Bottini Gian Battista, Brandtner Christian, Steiner Christoph, Wittig Jörn, Hartig Felix, List Corina, Gaggl Alexander
Department of Oral and Maxillofacial Surgery, University Hospital of the Private Medical University Paracelsus, Müllner Hauptstraße 48, A-5020 Salzburg, Austria.
Br J Oral Maxillofac Surg. 2019 Feb;57(2):151-156. doi: 10.1016/j.bjoms.2019.01.002. Epub 2019 Jan 23.

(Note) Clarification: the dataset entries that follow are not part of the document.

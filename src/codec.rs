//! Line codec for the durable job log.
//!
//! This module handles serialization and deserialization of individual event
//! records. It is pure data transformation -- no file I/O, no locking, no index
//! management.
//!
//! Each record is one JSON object followed by a single `\n` terminator. There is
//! no header, footer or length prefix: a log is valid exactly when every line is
//! terminated.

use crate::error::Error;
use crate::types::EventRecord;

/// Record terminator byte.
pub const TERMINATOR: u8 = b'\n';

/// Result of splitting a raw log buffer into terminated lines.
///
/// `complete_len` is the byte length of the prefix made of whole lines
/// (terminators included). Anything after it is a torn tail: the remains of a
/// write that never reached its terminator.
#[derive(Debug, PartialEq)]
pub struct FramedLines<'a> {
    /// Terminated lines, without their terminators, in file order.
    pub lines: Vec<&'a [u8]>,
    /// Length of the valid, fully terminated prefix of the buffer.
    pub complete_len: usize,
}

/// Encode a record as one JSON line, terminator included.
///
/// # Errors
///
/// Returns [`Error::Serialization`] if the record cannot be encoded.
pub fn encode_record(record: &EventRecord) -> Result<Vec<u8>, Error> {
    let mut buf = serde_json::to_vec(record)?;
    buf.push(TERMINATOR);
    Ok(buf)
}

/// Encode a sequence of records into one contiguous buffer of JSON lines.
///
/// # Errors
///
/// Returns [`Error::Serialization`] if any record cannot be encoded.
pub fn encode_records<'a, I>(records: I) -> Result<Vec<u8>, Error>
where
    I: IntoIterator<Item = &'a EventRecord>,
{
    let mut buf = Vec::new();
    for record in records {
        serde_json::to_writer(&mut buf, record)?;
        buf.push(TERMINATOR);
    }
    Ok(buf)
}

/// Split a raw log buffer on the terminator.
///
/// The empty segment that follows a final terminator is not a line. A final
/// segment with no terminator is excluded from `lines` and reported through
/// `complete_len` instead.
pub fn split_lines(data: &[u8]) -> FramedLines<'_> {
    let complete_len = data
        .iter()
        .rposition(|&b| b == TERMINATOR)
        .map_or(0, |idx| idx + 1);

    let lines = if complete_len == 0 {
        Vec::new()
    } else {
        data[..complete_len - 1].split(|&b| b == TERMINATOR).collect()
    };

    FramedLines {
        lines,
        complete_len,
    }
}

/// Decode a single line (without terminator) into a record.
///
/// Lines holding only whitespace decode to `Ok(None)`.
///
/// # Arguments
///
/// * `line` - Raw line bytes.
/// * `line_number` - 1-based position of the line, used in error reports.
///
/// # Errors
///
/// Returns [`Error::CorruptRecord`] if the line is not valid JSON, is not an
/// object, or lacks a valid `job_id` / `time`.
pub fn decode_line(line: &[u8], line_number: usize) -> Result<Option<EventRecord>, Error> {
    if line.iter().all(u8::is_ascii_whitespace) {
        return Ok(None);
    }
    serde_json::from_slice::<EventRecord>(line)
        .map(Some)
        .map_err(|e| Error::CorruptRecord {
            line: line_number,
            detail: e.to_string(),
        })
}
//! Error types for the job event store.
//!
//! This module defines the unified error enum used throughout the crate. All fallible
//! operations return `Result<T, Error>`. The HTTP ingress maps these variants to
//! status codes; the binary treats fatal variants as process termination.

/// Unified error type for all store operations.
///
/// Each variant represents a distinct failure mode. The HTTP layer maps variants
/// to status codes:
///
/// - `InvalidRecord` -> `400 Bad Request`
/// - `StoreClosed` -> `503 Service Unavailable`
/// - `Io`, `StoreFailed`, `Serialization`, `CorruptRecord` -> `500 Internal Server Error`
#[derive(Debug, thiserror::Error)]
pub enum Error {
    /// An I/O error occurred during a file operation. Always fatal: the store's
    /// only durability guarantee is that what was appended is on disk.
    #[error("I/O error: {0}")]
    Io(#[from] std::io::Error),

    /// A record could not be encoded as a JSON line.
    #[error("serialization error: {0}")]
    Serialization(#[from] serde_json::Error),

    /// An inbound event failed boundary validation (missing or malformed
    /// `job_id` / `time`, or not a JSON object).
    #[error("invalid record: {0}")]
    InvalidRecord(String),

    /// A persisted line could not be decoded during replay.
    #[error("corrupt record at line {line}: {detail}")]
    CorruptRecord {
        /// 1-based line number in the log file.
        line: usize,
        /// Human-readable description of the decode failure.
        detail: String,
    },

    /// The store no longer accepts writes (flush has begun or the writer task
    /// has exited).
    #[error("store is closed")]
    StoreClosed,

    /// The writer task stopped after an unrecoverable error.
    #[error("store failed: {0}")]
    StoreFailed(String),
}

impl Error {
    /// Returns `true` for errors after which the process must not keep serving.
    ///
    /// A failed durable append leaves the index untouched, but continuing would
    /// let later appends land after a possibly torn line, so the writer stops.
    pub fn is_fatal(&self) -> bool {
        matches!(self, Error::Io(_) | Error::StoreFailed(_))
    }
}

We deal regularly with patients who present with severe atrophy of the jaws, compromised soft tissue, or penetrating defects of the alveolar ridge that are not the result of malignant disease. For these patients we use microvascular bony flaps together with dental implants and implant-supported prostheses. The purpose of this retrospective study was to present our current management and the lessons we have learned over a 16-year period while treating 86 patients for these indications with 87 microvascular bone flaps. We used a transoral approach for the anastomosis in 60 flaps, thereby avoiding visible scars, and inserted 281 dental implants to support fixed or removable dental prostheses. Two femoral flaps developed partial necrosis, and seven implants were lost. Eighty-five of the 86 patients were satisfied with the improvement in their orofacial function and aesthetics. Poor oral hygiene, active osteomyelitis, and severe bruxism are absolute contraindications.
我们经常治疗那些出现严重颌骨萎缩、软组织受损或牙槽嵴穿透性缺损(非恶性疾病所致)的患者。对于这些患者,我们采用微血管骨瓣联合牙种植体及种植体支持的修复体。这项回顾性研究的目的是介绍我们目前的治疗方法,以及在16年期间治疗86例有这些适应证的患者并使用87个微血管骨瓣过程中所学到的经验教训。我们对60个骨瓣采用经口吻合方法,从而避免可见瘢痕,并植入281颗牙种植体以支持固定或可摘义齿。两个股瓣出现部分坏死,7颗种植体丢失。86例患者中有85例对口面部功能和美观的改善感到满意。口腔卫生差、活动性骨髓炎和严重磨牙症是绝对禁忌证。